When a line below contains the word "granted", copy that line.

=== RECORD EXTRACTS ===

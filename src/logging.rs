//! Logging setup for the gateway binary.
//!
//! Library code only emits `tracing` events; the binary installs the
//! subscriber once at startup. `RUST_LOG` wins over the configured level.

use tracing_subscriber::layer::SubscriberExt;
use tracing_subscriber::util::SubscriberInitExt;
use tracing_subscriber::EnvFilter;

/// Level used when neither `RUST_LOG` nor the config names one.
pub const DEFAULT_LOG_LEVEL: &str = "info";

/// Builds the filter: `RUST_LOG` if set and valid, else `level`, else
/// [`DEFAULT_LOG_LEVEL`].
#[must_use]
pub fn env_filter(level: Option<&str>) -> EnvFilter {
    EnvFilter::try_from_default_env()
        .or_else(|_| EnvFilter::try_new(level.unwrap_or(DEFAULT_LOG_LEVEL)))
        .unwrap_or_else(|_| EnvFilter::new(DEFAULT_LOG_LEVEL))
}

/// Installs the global subscriber, writing to stderr.
///
/// Returns false if a subscriber was already installed.
pub fn init_logging(level: Option<&str>) -> bool {
    let fmt_layer = tracing_subscriber::fmt::layer()
        .with_writer(std::io::stderr)
        .with_target(true)
        .with_thread_names(true);

    tracing_subscriber::registry()
        .with(env_filter(level))
        .with(fmt_layer)
        .try_init()
        .is_ok()
}

#[cfg(test)]
mod tests {
    use super::*;

    #[test]
    fn test_second_init_is_refused() {
        let _ = init_logging(Some("debug"));
        assert!(!init_logging(Some("debug")));
    }

    #[test]
    fn test_bad_level_falls_back() {
        let filter = env_filter(Some("not a [valid filter"));
        assert!(!filter.to_string().is_empty());
    }
}
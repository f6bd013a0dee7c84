//! Access evaluation for scanned tags.
//!
//! Decisions are answered from the local credential cache only, so the
//! gate keeps working while every feed is reconnecting.

use std::sync::Arc;
use std::time::Duration;

use chrono::{DateTime, Utc};
use serde::{Deserialize, Serialize};
use tracing::{debug, info, warn};

use crate::clock::Clock;
use crate::command::OPEN_GATE_PULSE;
use crate::credential::{CredentialId, CredentialRecord};
use crate::error::HardwareError;
use crate::hardware::{Actuator, TagReader};
use crate::outbox::Outbox;
use crate::shutdown::ShutdownSignal;
use crate::storage::CredentialView;

/// Shared queue of audit entries bound for the remote store.
pub type AuditSink = Arc<Outbox<AccessLogEntry>>;

/// Why a scan was refused.
#[derive(Debug, Clone, Copy, PartialEq, Eq, Serialize, Deserialize)]
#[serde(rename_all = "snake_case")]
pub enum DenyReason {
    /// No record for the tag.
    Unknown,
    /// The record exists but is not active.
    Inactive,
    /// The cache could not be read.
    StoreError,
}

/// Outcome of evaluating one tag.
#[derive(Debug, Clone, PartialEq, Eq)]
pub enum AccessDecision {
    /// Open the gate.
    Grant(CredentialRecord),
    /// Keep it shut.
    Deny(DenyReason),
}

impl AccessDecision {
    /// Returns true for a grant.
    #[must_use]
    pub const fn is_grant(&self) -> bool {
        matches!(self, Self::Grant(_))
    }
}

/// Where an actuation originated.
#[derive(Debug, Clone, Copy, PartialEq, Eq, Serialize, Deserialize)]
#[serde(rename_all = "snake_case")]
pub enum AccessSource {
    /// A tag scanned at the local reader.
    Reader,
    /// A command from the remote store.
    Remote,
}

/// One audited access event.
#[derive(Debug, Clone, PartialEq, Eq, Serialize, Deserialize)]
pub struct AccessLogEntry {
    /// When the decision was taken.
    pub at: DateTime<Utc>,
    /// Site community.
    pub community: Option<String>,
    /// Address opened or requested.
    pub address_id: Option<String>,
    /// Scanned tag, for reader events.
    pub credential_id: Option<CredentialId>,
    /// Resident owning the tag, when known.
    pub resident_id: Option<String>,
    /// Command id, for remote events.
    pub command_id: Option<String>,
    /// Whether the gate was opened.
    pub granted: bool,
    /// Set for denials.
    pub deny_reason: Option<DenyReason>,
    /// Origin of the event.
    pub source: AccessSource,
}

/// Evaluator settings.
#[derive(Debug, Clone, PartialEq, Eq)]
pub struct AccessConfig {
    /// Site community, copied into audit entries.
    pub community: Option<String>,
    /// Address opened for records that carry none.
    pub default_address: Option<String>,
    /// Ids are truncated to this many characters before lookup.
    pub key_len: Option<usize>,
    /// Relay pulse on grant.
    pub pulse: Duration,
}

impl Default for AccessConfig {
    fn default() -> Self {
        Self {
            community: None,
            default_address: None,
            key_len: None,
            pulse: OPEN_GATE_PULSE,
        }
    }
}

/// Answers grant or deny for scanned tags.
pub struct AccessEvaluator {
    credentials: CredentialView,
    actuator: Arc<dyn Actuator>,
    clock: Arc<dyn Clock>,
    audit: Option<AuditSink>,
    config: AccessConfig,
}

impl AccessEvaluator {
    /// Creates an evaluator over a read-only view of the cache.
    #[must_use]
    pub fn new(
        credentials: CredentialView,
        actuator: Arc<dyn Actuator>,
        clock: Arc<dyn Clock>,
        config: AccessConfig,
    ) -> Self {
        Self {
            credentials,
            actuator,
            clock,
            audit: None,
            config,
        }
    }

    /// Ships every decision to `audit`.
    #[must_use]
    pub fn with_audit(mut self, audit: AuditSink) -> Self {
        self.audit = Some(audit);
        self
    }

    /// Looks the tag up without side effects.
    ///
    /// A cache read failure denies; the gate fails closed.
    #[must_use]
    pub fn decide(&self, credential_id: &CredentialId) -> AccessDecision {
        let key = credential_id.clone().keyed(self.config.key_len);
        match self.credentials.lookup(&key) {
            Ok(Some(record)) if record.active => AccessDecision::Grant(record),
            Ok(Some(_)) => AccessDecision::Deny(DenyReason::Inactive),
            Ok(None) => AccessDecision::Deny(DenyReason::Unknown),
            Err(e) => {
                warn!(credential = %key, error = %e, "credential lookup failed, denying");
                AccessDecision::Deny(DenyReason::StoreError)
            }
        }
    }

    /// Evaluates a scanned tag, pulses the relay on grant, and audits the
    /// decision.
    pub fn evaluate(&self, credential_id: &CredentialId) -> AccessDecision {
        let decision = self.decide(credential_id);
        let address = match &decision {
            AccessDecision::Grant(record) => {
                let address = if record.address_id.is_empty() {
                    self.config.default_address.clone()
                } else {
                    Some(record.address_id.clone())
                };
                info!(credential = %credential_id, resident = %record.resident_id, address = ?address, "access granted");
                match &address {
                    Some(address) => {
                        if let Err(e) = self.actuator.actuate(address, self.config.pulse) {
                            warn!(credential = %credential_id, address = %address, error = %e, "relay actuation failed");
                        }
                    }
                    None => warn!(credential = %credential_id, "granted record has no address and no default is configured"),
                }
                address
            }
            AccessDecision::Deny(reason) => {
                info!(credential = %credential_id, reason = ?reason, "access denied");
                None
            }
        };
        self.audit(credential_id, &decision, address);
        decision
    }

    /// Normalizes raw tag text and evaluates it.
    pub fn scan(&self, raw_tag: &str) -> AccessDecision {
        self.evaluate(&CredentialId::new(raw_tag))
    }

    fn audit(&self, credential_id: &CredentialId, decision: &AccessDecision, address: Option<String>) {
        let Some(audit) = &self.audit else {
            return;
        };
        let (resident_id, deny_reason) = match decision {
            AccessDecision::Grant(record) => (Some(record.resident_id.clone()), None),
            AccessDecision::Deny(reason) => (None, Some(*reason)),
        };
        audit.push(AccessLogEntry {
            at: self.clock.now(),
            community: self.config.community.clone(),
            address_id: address,
            credential_id: Some(credential_id.clone()),
            resident_id,
            command_id: None,
            granted: decision.is_grant(),
            deny_reason,
            source: AccessSource::Reader,
        });
    }
}

impl std::fmt::Debug for AccessEvaluator {
    fn fmt(&self, f: &mut std::fmt::Formatter<'_>) -> std::fmt::Result {
        f.debug_struct("AccessEvaluator")
            .field("config", &self.config)
            .finish_non_exhaustive()
    }
}

/// Feeds scanned tags to the evaluator until shutdown or reader failure.
///
/// # Errors
/// Returns the reader's error when it fails or closes.
pub fn run_reader_loop(
    reader: &mut dyn TagReader,
    evaluator: &AccessEvaluator,
    shutdown: &ShutdownSignal,
) -> Result<(), HardwareError> {
    info!("tag reader loop started");
    while !shutdown.is_triggered() {
        match reader.read_tag() {
            Ok(Some(tag)) => {
                evaluator.evaluate(&tag);
            }
            Ok(None) => {}
            Err(e) => {
                warn!(error = %e, "tag reader failed");
                return Err(e);
            }
        }
    }
    debug!("tag reader loop stopped");
    Ok(())
}

#[cfg(test)]
mod tests {
    use super::*;

    use crate::clock::ManualClock;
    use crate::hardware::RecordingActuator;
    use crate::storage::{CredentialStore, InMemoryCredentialStore};

    fn setup(config: AccessConfig) -> (AccessEvaluator, Arc<InMemoryCredentialStore>, Arc<RecordingActuator>) {
        let store = Arc::new(InMemoryCredentialStore::default());
        let actuator = Arc::new(RecordingActuator::new());
        let evaluator = AccessEvaluator::new(
            CredentialView::new(store.clone()),
            actuator.clone(),
            Arc::new(ManualClock::default()),
            config,
        );
        (evaluator, store, actuator)
    }

    #[test]
    fn test_grant_pulses_resident_address() {
        let (evaluator, store, actuator) = setup(AccessConfig::default());
        store.upsert(CredentialRecord::new("abc", "r1", "harvey", Utc::now())).unwrap();

        let decision = evaluator.scan(" abc ");
        assert!(decision.is_grant());
        let calls = actuator.actuations();
        assert_eq!(calls.len(), 1);
        assert_eq!(calls[0].address_id, "harvey");
        assert_eq!(calls[0].duration, Duration::from_millis(500));
    }

    #[test]
    fn test_inactive_and_unknown_are_denied() {
        let (evaluator, store, actuator) = setup(AccessConfig::default());
        store
            .upsert(CredentialRecord::new("abc", "r1", "Main", Utc::now()).with_active(false))
            .unwrap();

        assert_eq!(evaluator.scan("abc"), AccessDecision::Deny(DenyReason::Inactive));
        assert_eq!(evaluator.scan("zzz"), AccessDecision::Deny(DenyReason::Unknown));
        assert_eq!(actuator.count(), 0);
    }

    #[test]
    fn test_lookup_uses_reader_key_length() {
        let config = AccessConfig {
            key_len: Some(3),
            ..AccessConfig::default()
        };
        let (evaluator, store, _) = setup(config);
        store.upsert(CredentialRecord::new("abc", "r1", "Main", Utc::now())).unwrap();

        assert!(evaluator.scan("abcdef").is_grant());
    }

    #[test]
    fn test_empty_address_uses_default() {
        let config = AccessConfig {
            default_address: Some("jones".to_string()),
            ..AccessConfig::default()
        };
        let (evaluator, store, actuator) = setup(config);
        store.upsert(CredentialRecord::new("abc", "r1", "", Utc::now())).unwrap();

        assert!(evaluator.scan("abc").is_grant());
        assert_eq!(actuator.actuations()[0].address_id, "jones");
    }

    #[test]
    fn test_actuator_fault_keeps_decision() {
        let (evaluator, store, actuator) = setup(AccessConfig::default());
        store.upsert(CredentialRecord::new("abc", "r1", "Main", Utc::now())).unwrap();
        actuator.fail_next(1);

        assert!(evaluator.scan("abc").is_grant());
        assert_eq!(actuator.count(), 0);
    }

    #[test]
    fn test_reader_loop_stops_when_reader_closes() {
        use crate::hardware::ScriptedTagReader;

        let (evaluator, store, actuator) = setup(AccessConfig::default());
        store.upsert(CredentialRecord::new("abc", "r1", "Main", Utc::now())).unwrap();
        let (tx, mut reader) = ScriptedTagReader::channel(13, Duration::from_millis(5));
        tx.send("#abc".to_string()).unwrap();
        tx.send("#nope".to_string()).unwrap();
        drop(tx);

        let (_trigger, signal) = crate::shutdown::channel();
        let err = run_reader_loop(&mut reader, &evaluator, &signal).unwrap_err();
        assert!(matches!(err, HardwareError::ReaderClosed));
        assert_eq!(actuator.count(), 1);
    }
}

===

## WORKED SOLUTION
    pub granted: bool,
                info!(credential = %credential_id, resident = %record.resident_id, address = ?address, "access granted");
                    None => warn!(credential = %credential_id, "granted record has no address and no default is configured"),
            granted: decision.is_grant(),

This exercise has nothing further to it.